With this alarming statistic in mind, the Irish Heart Foundation (IHF) says that childhood obesity is the greatest threat to the health of young people.
The Head of Advocacy for the IHF, Chris Macey, spoke to the Oireachtas Committee on Children and Youth Affairs on how our children are affected by obesity, according to RTÉ.
He illustrated the importance of this issue by noting that kids as young as eight are already presenting with high blood pressure. As well, there are young people showing signs of heart disease, a condition formerly confined to middle-aged people.
Now, we are seeing children in disadvantaged areas who are both obese and malnourished at the same time, Chris observed.
To combat these disturbing trends, IHF is focusing on the marketing of junk food to young children.
They are especially concerned about digital marketing targeted at young kids, via smartphones and tablets. Considering the ubiquity of technology, kids are constantly being bombarded by 'the brand in the hand'.
IHF is calling on the government to introduce a blanket ban on the advertising of unhealthy foods to kids under 16.
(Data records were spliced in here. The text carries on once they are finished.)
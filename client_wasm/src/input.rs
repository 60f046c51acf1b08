//! Keyboard input handling

use game_core::key;
use web_sys::KeyboardEvent;

/// Map a `KeyboardEvent.key` value to the game's key code
pub fn key_code(key_name: &str) -> Option<usize> {
    match key_name {
        "ArrowUp" | "Up" => Some(key::UP),
        "ArrowDown" | "Down" => Some(key::DOWN),
        "ArrowLeft" | "Left" => Some(key::LEFT),
        "ArrowRight" | "Right" => Some(key::RIGHT),
        "w" | "W" => Some(key::W),
        "s" | "S" => Some(key::S),
        " " | "Spacebar" => Some(key::SPACE),
        "Enter" => Some(key::ENTER),
        _ => None,
    }
}

/// Extract the game's key code from a keyboard event
pub fn event_key_code(event: &KeyboardEvent) -> Option<usize> {
    key_code(&event.key())
}

#[cfg(test)]
mod tests {
    use super::*;

    #[test]
    fn test_arrow_and_letter_keys() {
        assert_eq!(key_code("ArrowUp"), Some(key::UP));
        assert_eq!(key_code("ArrowLeft"), Some(key::LEFT));
        assert_eq!(key_code("W"), Some(key::W));
        assert_eq!(key_code("s"), Some(key::S));
    }

    #[test]
    fn test_space_and_enter() {
        assert_eq!(key_code(" "), Some(key::SPACE));
        assert_eq!(key_code("Enter"), Some(key::ENTER));
    }

    #[test]
    fn test_unmapped_key() {
        assert_eq!(key_code("q"), None);
        assert_eq!(key_code("Escape"), None);
    }
}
Chris said that political will is key in addressing childhood obesity and instituting this ban.
Other important issues were brought up at the committee meeting in relation to childhood obesity.
Dr Sinead Murphy, from Our Lady's Children's Hospital in Crumlin, said that less than half of the children who visit her clinic have space to play outside. She wasn't even referencing a back garden but, rather, and simply an outdoor public play space.
Ireland's Clinical Lead for Obesity, Professor Donal O'Shea, highlighted the fact that though childhood obesity figures appear to have stabilised, this disguises the continued increase in obesity in disadvantaged groups and decrease in kids coming from families with higher incomes and levels of education.